- **Task to complete**
The full listing below must be printed exactly, word for word.

☆ ☆ ☆ ☆ ☆

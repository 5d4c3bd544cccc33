//! Segmented message representation shared by every stage.
//!
//! A [`ParsedMessage`] owns a copy of the message bytes and an ordered list of
//! [`Segment`] start offsets. A segment ends where the next one starts (or at the end of
//! the message for the last one), so the list alone fully describes the field layout.

use std::ops::Range;

/// How the bytes of a segment should be interpreted downstream.
#[derive(Debug, Clone, Copy, PartialEq, Eq, Hash, Default)]
pub enum FieldType {
    #[default]
    Unknown,
    /// Run of printable characters.
    String,
    PayloadLengthLittleEndian,
    PayloadLengthBigEndian,
    /// Payload announced by a preceding length field; currently always printable text.
    StringPayload,
}

impl FieldType {
    pub fn is_length_field(self) -> bool {
        matches!(
            self,
            FieldType::PayloadLengthLittleEndian | FieldType::PayloadLengthBigEndian
        )
    }

    /// Short tag used by the text dump.
    pub fn tag(self) -> &'static str {
        match self {
            FieldType::Unknown => "unknown",
            FieldType::String => "string",
            FieldType::PayloadLengthLittleEndian => "length(le)",
            FieldType::PayloadLengthBigEndian => "length(be)",
            FieldType::StringPayload => "payload",
        }
    }
}

/// Start of a field inside its message.
#[derive(Debug, Clone, Copy, PartialEq, Eq, Hash)]
pub struct Segment {
    pub offset: usize,
    pub field_type: FieldType,
}

impl Segment {
    pub fn new(offset: usize, field_type: FieldType) -> Self {
        Segment { offset, field_type }
    }

    pub fn unknown(offset: usize) -> Self {
        Segment::new(offset, FieldType::Unknown)
    }
}

/// Sort by offset and keep the first segment seen for every offset; offsets at or past
/// `len` are dropped. Sorting is stable, so on duplicates the earlier entry wins.
pub fn canonicalize(mut segments: Vec<Segment>, len: usize) -> Vec<Segment> {
    segments.sort_by_key(|s| s.offset);
    segments.dedup_by_key(|s| s.offset);
    segments.retain(|s| s.offset < len || s.offset == 0);
    segments
}

/// Byte range of segment `index` within a message of `len` bytes.
pub(crate) fn bounds(segments: &[Segment], index: usize, len: usize) -> Range<usize> {
    let start = segments[index].offset;
    let end = segments.get(index + 1).map_or(len, |s| s.offset);
    start..end
}

/// Raw message bytes with an id unique within the corpus.
#[derive(Debug, Clone, PartialEq, Eq)]
pub struct Message {
    pub id: usize,
    pub bytes: Vec<u8>,
}

impl Message {
    pub fn new(id: usize, bytes: Vec<u8>) -> Self {
        Message { id, bytes }
    }
}

/// One message of a corpus together with its current segmentation.
#[derive(Debug, Clone, PartialEq)]
pub struct ParsedMessage {
    pub segments: Vec<Segment>,
    pub bytes: Vec<u8>,
    pub id: usize,
}

impl ParsedMessage {
    pub fn new(segments: Vec<Segment>, bytes: Vec<u8>, id: usize) -> Self {
        ParsedMessage { segments, bytes, id }
    }

    /// Message with user supplied boundaries. Field types cannot be carried over from a
    /// previous segmentation in a meaningful way, so every segment starts as `Unknown`.
    pub fn with_boundaries(bytes: Vec<u8>, id: usize, offsets: &[usize]) -> Self {
        let mut segments: Vec<Segment> = offsets.iter().copied().map(Segment::unknown).collect();
        segments.push(Segment::unknown(0));
        let segments = canonicalize(segments, bytes.len());
        ParsedMessage { segments, bytes, id }
    }

    /// Same message with a different segment list.
    pub fn with_segments(&self, segments: Vec<Segment>) -> Self {
        ParsedMessage {
            segments,
            bytes: self.bytes.clone(),
            id: self.id,
        }
    }

    pub fn len(&self) -> usize {
        self.bytes.len()
    }

    pub fn is_empty(&self) -> bool {
        self.bytes.is_empty()
    }

    /// Start offsets of all segments.
    pub fn boundaries(&self) -> Vec<usize> {
        self.segments.iter().map(|s| s.offset).collect()
    }

    /// Byte range of the segment at `index`. Panics if `index` is out of range.
    pub fn segment_bounds(&self, index: usize) -> Range<usize> {
        bounds(&self.segments, index, self.bytes.len())
    }

    /// Bytes of the segment at `index`. Panics if `index` is out of range.
    pub fn segment_bytes(&self, index: usize) -> &[u8] {
        &self.bytes[self.segment_bounds(index)]
    }

    /// Iterate `(segment, bytes)` pairs in offset order.
    pub fn iter_segments(&self) -> impl Iterator<Item = (&Segment, &[u8])> + '_ {
        self.segments
            .iter()
            .enumerate()
            .map(move |(i, s)| (s, self.segment_bytes(i)))
    }

    /// Index of the segment containing `offset`.
    ///
    /// Offsets handed to this helper always come from validated segment lists, so an
    /// offset outside the message is a logic error.
    pub fn find_segment_for_offset(&self, offset: usize) -> usize {
        assert!(
            offset < self.bytes.len(),
            "offset {} out of range for message {} of {} bytes",
            offset,
            self.id,
            self.bytes.len()
        );
        find_segment_index(&self.segments, offset)
            .unwrap_or_else(|| panic!("offset {} precedes the first segment of message {}", offset, self.id))
    }

    /// Apply a further decoder to every segment that may carry nested content
    /// (`Unknown` and `StringPayload`). Returns `(segment index, decoded)` pairs.
    pub fn decode_nested<D: FurtherDecode>(&self, decoder: &D) -> Vec<(usize, D::Output)> {
        self.segments
            .iter()
            .enumerate()
            .filter(|(_, s)| matches!(s.field_type, FieldType::Unknown | FieldType::StringPayload))
            .filter_map(|(i, _)| decoder.further_decode(self.segment_bytes(i)).map(|out| (i, out)))
            .collect()
    }
}

/// Index of the last segment starting at or before `offset`.
pub(crate) fn find_segment_index(segments: &[Segment], offset: usize) -> Option<usize> {
    let idx = segments.partition_point(|s| s.offset <= offset);
    idx.checked_sub(1)
}

/// Hook for schema-aware decoders (ASN.1, protobuf, ...) that a presentation layer may
/// run over segment contents. Segmentation never calls it.
pub trait FurtherDecode {
    type Output;

    fn further_decode(&self, bytes: &[u8]) -> Option<Self::Output>;
}

impl<F, T> FurtherDecode for F
where
    F: Fn(&[u8]) -> Option<T>,
{
    type Output = T;

    fn further_decode(&self, bytes: &[u8]) -> Option<T> {
        self(bytes)
    }
}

☆ ☆ ☆ ☆ ☆

- **Solution**
repository 5d4c3bd544cccc33
//! Segmented message representation shared by every stage.
//!
//! A [`ParsedMessage`] owns a copy of the message bytes and an ordered list of
//! [`Segment`] start offsets. A segment ends where the next one starts (or at the end of
//! the message for the last one), so the list alone fully describes the field layout.

use std::ops::Range;

/// How the bytes of a segment should be interpreted downstream.
#[derive(Debug, Clone, Copy, PartialEq, Eq, Hash, Default)]
pub enum FieldType {
    #[default]
    Unknown,
    /// Run of printable characters.
    String,
    PayloadLengthLittleEndian,
    PayloadLengthBigEndian,
    /// Payload announced by a preceding length field; currently always printable text.
    StringPayload,
}

impl FieldType {
    pub fn is_length_field(self) -> bool {
        matches!(
            self,
            FieldType::PayloadLengthLittleEndian | FieldType::PayloadLengthBigEndian
        )
    }

    /// Short tag used by the text dump.
    pub fn tag(self) -> &'static str {
        match self {
            FieldType::Unknown => "unknown",
            FieldType::String => "string",
            FieldType::PayloadLengthLittleEndian => "length(le)",
            FieldType::PayloadLengthBigEndian => "length(be)",
            FieldType::StringPayload => "payload",
        }
    }
}

/// Start of a field inside its message.
#[derive(Debug, Clone, Copy, PartialEq, Eq, Hash)]
pub struct Segment {
    pub offset: usize,
    pub field_type: FieldType,
}

impl Segment {
    pub fn new(offset: usize, field_type: FieldType) -> Self {
        Segment { offset, field_type }
    }

    pub fn unknown(offset: usize) -> Self {
        Segment::new(offset, FieldType::Unknown)
    }
}

/// Sort by offset and keep the first segment seen for every offset; offsets at or past
/// `len` are dropped. Sorting is stable, so on duplicates the earlier entry wins.
pub fn canonicalize(mut segments: Vec<Segment>, len: usize) -> Vec<Segment> {
    segments.sort_by_key(|s| s.offset);
    segments.dedup_by_key(|s| s.offset);
    segments.retain(|s| s.offset < len || s.offset == 0);
    segments
}

/// Byte range of segment `index` within a message of `len` bytes.
pub(crate) fn bounds(segments: &[Segment], index: usize, len: usize) -> Range<usize> {
    let start = segments[index].offset;
    let end = segments.get(index + 1).map_or(len, |s| s.offset);
    start..end
}

/// Raw message bytes with an id unique within the corpus.
#[derive(Debug, Clone, PartialEq, Eq)]
pub struct Message {
    pub id: usize,
    pub bytes: Vec<u8>,
}

impl Message {
    pub fn new(id: usize, bytes: Vec<u8>) -> Self {
        Message { id, bytes }
    }
}

/// One message of a corpus together with its current segmentation.
#[derive(Debug, Clone, PartialEq)]
pub struct ParsedMessage {
    pub segments: Vec<Segment>,
    pub bytes: Vec<u8>,
    pub id: usize,
}

impl ParsedMessage {
    pub fn new(segments: Vec<Segment>, bytes: Vec<u8>, id: usize) -> Self {
        ParsedMessage { segments, bytes, id }
    }

    /// Message with user supplied boundaries. Field types cannot be carried over from a
    /// previous segmentation in a meaningful way, so every segment starts as `Unknown`.
    pub fn with_boundaries(bytes: Vec<u8>, id: usize, offsets: &[usize]) -> Self {
        let mut segments: Vec<Segment> = offsets.iter().copied().map(Segment::unknown).collect();
        segments.push(Segment::unknown(0));
        let segments = canonicalize(segments, bytes.len());
        ParsedMessage { segments, bytes, id }
    }

    /// Same message with a different segment list.
    pub fn with_segments(&self, segments: Vec<Segment>) -> Self {
        ParsedMessage {
            segments,
            bytes: self.bytes.clone(),
            id: self.id,
        }
    }

    pub fn len(&self) -> usize {
        self.bytes.len()
    }

    pub fn is_empty(&self) -> bool {
        self.bytes.is_empty()
    }

    /// Start offsets of all segments.
    pub fn boundaries(&self) -> Vec<usize> {
        self.segments.iter().map(|s| s.offset).collect()
    }

    /// Byte range of the segment at `index`. Panics if `index` is out of range.
    pub fn segment_bounds(&self, index: usize) -> Range<usize> {
        bounds(&self.segments, index, self.bytes.len())
    }

    /// Bytes of the segment at `index`. Panics if `index` is out of range.
    pub fn segment_bytes(&self, index: usize) -> &[u8] {
        &self.bytes[self.segment_bounds(index)]
    }

    /// Iterate `(segment, bytes)` pairs in offset order.
    pub fn iter_segments(&self) -> impl Iterator<Item = (&Segment, &[u8])> + '_ {
        self.segments
            .iter()
            .enumerate()
            .map(move |(i, s)| (s, self.segment_bytes(i)))
    }

    /// Index of the segment containing `offset`.
    ///
    /// Offsets handed to this helper always come from validated segment lists, so an
    /// offset outside the message is a logic error.
    pub fn find_segment_for_offset(&self, offset: usize) -> usize {
        assert!(
            offset < self.bytes.len(),
            "offset {} out of range for message {} of {} bytes",
            offset,
            self.id,
            self.bytes.len()
        );
        find_segment_index(&self.segments, offset)
            .unwrap_or_else(|| panic!("offset {} precedes the first segment of message {}", offset, self.id))
    }

    /// Apply a further decoder to every segment that may carry nested content
    /// (`Unknown` and `StringPayload`). Returns `(segment index, decoded)` pairs.
    pub fn decode_nested<D: FurtherDecode>(&self, decoder: &D) -> Vec<(usize, D::Output)> {
        self.segments
            .iter()
            .enumerate()
            .filter(|(_, s)| matches!(s.field_type, FieldType::Unknown | FieldType::StringPayload))
            .filter_map(|(i, _)| decoder.further_decode(self.segment_bytes(i)).map(|out| (i, out)))
            .collect()
    }
}

/// Index of the last segment starting at or before `offset`.
pub(crate) fn find_segment_index(segments: &[Segment], offset: usize) -> Option<usize> {
    let idx = segments.partition_point(|s| s.offset <= offset);
    idx.checked_sub(1)
}

/// Hook for schema-aware decoders (ASN.1, protobuf, ...) that a presentation layer may
/// run over segment contents. Segmentation never calls it.
pub trait FurtherDecode {
    type Output;

    fn further_decode(&self, bytes: &[u8]) -> Option<Self::Output>;
}

impl<F, T> FurtherDecode for F
where
    F: Fn(&[u8]) -> Option<T>,
{
    type Output = T;

    fn further_decode(&self, bytes: &[u8]) -> Option<T> {
        self(bytes)
    }
}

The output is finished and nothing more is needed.